O ano de 2011 foi de mudanças para a Keep Flying, muitos integrantes já no fim da faculdade saíram da equipe, sendo composta por pessoas sem muita experiência com o projeto. Além disso, o regulamento trouxe novas dificuldades, como a diminuição do comprimento de pista pra 50m e a necessidade de um compartimento de carga muito grande.

Apesar das dificuldades, a equipe tinha a ideia de dar continuidade ao trabalho anterior, projetar uma asa voadora capaz de carregar uma carga útil perto do limite imposto, e pela segunda vez seguida, projetar uma aeronave sem cauda que conseguisse voar na competição.

Foi feita, então, uma análise para estimar se seria possível chegar numa carga total próxima dos 20 kg, mesmo com as novas restrições do regulamento, e o resultado positivo iniciou o projeto da segunda asa voadora da equipe, o pinguim!

O algoritmo genético foi atualizado e melhorado, dando ênfase no cálculo de estabilidade, e um algoritmo de robustez foi criado para verificar a confiabilidade dos aviões otimizados, tudo para aumentar a segurança do projeto, já que a configuração de asa voadora é conhecida por seu alto risco.

Foram construídos 10 protótipos ao longo do ano, nos primeiros voos tiveram alguns problemas que ocasionaram a queda das aeronaves, esperado para um projeto arriscado, mas, concertados os problemas, completou 3 voos seguidos no mesmo dia, sendo o último com uma carga total de 18,5 kg.

Na competição a equipe ficou com o 8º lugar geral, completando um voo com um carga útil de 11,865 kg.

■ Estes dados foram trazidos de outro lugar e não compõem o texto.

//! Collision-avoiding output filenames
//!
//! Both the CSV data file and the info file resolve their names here: a
//! name that already exists on disk is either overwritten (the operator
//! confirmed) or given the first free numeric suffix, `base(1)`,
//! `base(2)`, and so on. Overwriting an unrelated session's files by
//! accident is the one mistake this module exists to prevent.

use serde::{Deserialize, Serialize};
use std::path::{Path, PathBuf};

/// Width the subject identifier is zero-padded to in filenames
const SUBJECT_PAD_WIDTH: usize = 3;

/// When to consult the overwrite prompt
///
/// Both variants exist in the wild; `AskOnce` is the default. Under
/// `AskOnce` the first answer is remembered and reused for every later
/// collision in the session, so the data file and the info file are
/// governed by a single decision.
#[derive(Debug, Clone, Copy, PartialEq, Eq, Default, Serialize, Deserialize)]
#[serde(rename_all = "snake_case")]
pub enum OverwritePolicy {
    /// Ask on the first collision and remember the answer
    #[default]
    AskOnce,
    /// Ask on every collision
    AskEveryTime,
}

/// The confirm-overwrite collaborator
///
/// In a live experiment this is a modal yes/no dialog shown to the
/// operator; headless callers use [`AlwaysOverwrite`] or
/// [`NeverOverwrite`].
pub trait OverwritePrompt {
    /// Ask whether `path` may be overwritten
    fn confirm_overwrite(&mut self, path: &Path) -> bool;
}

/// Prompt that always allows overwriting
#[derive(Debug, Clone, Copy, Default)]
pub struct AlwaysOverwrite;

impl OverwritePrompt for AlwaysOverwrite {
    fn confirm_overwrite(&mut self, _path: &Path) -> bool {
        true
    }
}

/// Prompt that never allows overwriting; collisions get numeric suffixes
#[derive(Debug, Clone, Copy, Default)]
pub struct NeverOverwrite;

impl OverwritePrompt for NeverOverwrite {
    fn confirm_overwrite(&mut self, _path: &Path) -> bool {
        false
    }
}

/// Applies the configured [`OverwritePolicy`] to a prompt
pub(crate) struct OverwriteResolver {
    policy: OverwritePolicy,
    prompt: Box<dyn OverwritePrompt>,
    remembered: Option<bool>,
}

impl OverwriteResolver {
    pub(crate) fn new(policy: OverwritePolicy, prompt: Box<dyn OverwritePrompt>) -> Self {
        Self {
            policy,
            prompt,
            remembered: None,
        }
    }

    /// Decide whether `path` may be overwritten, caching per policy
    fn confirm(&mut self, path: &Path) -> bool {
        match self.policy {
            OverwritePolicy::AskEveryTime => self.prompt.confirm_overwrite(path),
            OverwritePolicy::AskOnce => match self.remembered {
                Some(decision) => decision,
                None => {
                    let decision = self.prompt.confirm_overwrite(path);
                    self.remembered = Some(decision);
                    decision
                }
            },
        }
    }

    /// Resolve `base.ext` under `dir` to a path that is safe to create.
    ///
    /// Returns the plain name when it is unused or the operator allowed
    /// overwriting, otherwise the first free `base(i).ext`.
    pub(crate) fn resolve(&mut self, dir: &Path, base: &str, ext: &str) -> PathBuf {
        let candidate = dir.join(format!("{}.{}", base, ext));
        if !candidate.exists() || self.confirm(&candidate) {
            return candidate;
        }

        let mut i = 1;
        loop {
            let suffixed = dir.join(format!("{}({}).{}", base, i, ext));
            if !suffixed.exists() {
                tracing::info!(
                    "{} exists, writing to {} instead",
                    candidate.display(),
                    suffixed.display()
                );
                return suffixed;
            }
            i += 1;
        }
    }
}

/// Zero-pad a subject identifier to three digits
///
/// Identifiers already three characters or longer pass through unchanged.
pub fn pad_subject_number(subject: &str) -> String {
    if subject.len() >= SUBJECT_PAD_WIDTH {
        subject.to_string()
    } else {
        format!("{:0>width$}", subject, width = SUBJECT_PAD_WIDTH)
    }
}

/// Strip a trailing `.ext` from a caller-supplied base name
pub(crate) fn strip_extension<'a>(name: &'a str, ext: &str) -> &'a str {
    let suffix = format!(".{}", ext);
    name.strip_suffix(suffix.as_str()).unwrap_or(name)
}

#[cfg(test)]
mod tests {
    use super::*;
    use std::cell::RefCell;
    use std::rc::Rc;

    /// Prompt that pops scripted answers and counts how often it was asked
    pub(crate) struct ScriptedPrompt {
        answers: Vec<bool>,
        pub(crate) asked: Rc<RefCell<usize>>,
    }

    impl ScriptedPrompt {
        pub(crate) fn new(answers: Vec<bool>) -> Self {
            Self {
                answers,
                asked: Rc::new(RefCell::new(0)),
            }
        }
    }

    impl OverwritePrompt for ScriptedPrompt {
        fn confirm_overwrite(&mut self, _path: &Path) -> bool {
            *self.asked.borrow_mut() += 1;
            self.answers.remove(0)
        }
    }

    #[test]
    fn test_pad_subject_number() {
        assert_eq!(pad_subject_number("0"), "000");
        assert_eq!(pad_subject_number("12"), "012");
        assert_eq!(pad_subject_number("123"), "123");
        assert_eq!(pad_subject_number("1234"), "1234");
    }

    #[test]
    fn test_strip_extension() {
        assert_eq!(strip_extension("run1.csv", "csv"), "run1");
        assert_eq!(strip_extension("run1", "csv"), "run1");
        assert_eq!(strip_extension("run1.txt", "csv"), "run1.txt");
    }

    #[test]
    fn test_resolve_unused_name_never_prompts() {
        let dir = tempfile::tempdir().unwrap();
        let prompt = ScriptedPrompt::new(vec![]);
        let asked = prompt.asked.clone();
        let mut resolver = OverwriteResolver::new(OverwritePolicy::AskOnce, Box::new(prompt));

        let path = resolver.resolve(dir.path(), "exp_001", "csv");
        assert_eq!(path, dir.path().join("exp_001.csv"));
        assert_eq!(*asked.borrow(), 0);
    }

    #[test]
    fn test_resolve_declined_picks_first_free_suffix() {
        let dir = tempfile::tempdir().unwrap();
        std::fs::write(dir.path().join("exp_001.csv"), "").unwrap();
        std::fs::write(dir.path().join("exp_001(1).csv"), "").unwrap();

        let mut resolver =
            OverwriteResolver::new(OverwritePolicy::AskOnce, Box::new(NeverOverwrite));
        let path = resolver.resolve(dir.path(), "exp_001", "csv");
        assert_eq!(path, dir.path().join("exp_001(2).csv"));
    }

    #[test]
    fn test_ask_once_caches_decision() {
        let dir = tempfile::tempdir().unwrap();
        std::fs::write(dir.path().join("a.csv"), "").unwrap();
        std::fs::write(dir.path().join("b.txt"), "").unwrap();

        let prompt = ScriptedPrompt::new(vec![false]);
        let asked = prompt.asked.clone();
        let mut resolver = OverwriteResolver::new(OverwritePolicy::AskOnce, Box::new(prompt));

        assert_eq!(
            resolver.resolve(dir.path(), "a", "csv"),
            dir.path().join("a(1).csv")
        );
        assert_eq!(
            resolver.resolve(dir.path(), "b", "txt"),
            dir.path().join("b(1).txt")
        );
        assert_eq!(*asked.borrow(), 1);
    }

    #[test]
    fn test_ask_every_time_prompts_per_collision() {
        let dir = tempfile::tempdir().unwrap();
        std::fs::write(dir.path().join("a.csv"), "").unwrap();
        std::fs::write(dir.path().join("b.txt"), "").unwrap();

        let prompt = ScriptedPrompt::new(vec![false, true]);
        let asked = prompt.asked.clone();
        let mut resolver = OverwriteResolver::new(OverwritePolicy::AskEveryTime, Box::new(prompt));

        assert_eq!(
            resolver.resolve(dir.path(), "a", "csv"),
            dir.path().join("a(1).csv")
        );
        // Second collision re-prompts and is allowed through.
        assert_eq!(
            resolver.resolve(dir.path(), "b", "txt"),
            dir.path().join("b.txt")
        );
        assert_eq!(*asked.borrow(), 2);
    }
}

O resultado não era o esperado pela equipe, já que o avião havia completado um voo melhor antes da competição, mas o calor atrapalhou a decolagem da aeronave com uma carga muito alta. Apesar disso, a Keep Flying com novos integrantes conseguiu resultados importantes, como o 4º lugar de relatório, o 2º lugar na apresentação oral e, o mais importante, dar continuidade a equipe que figura entre as principais há 7 anos.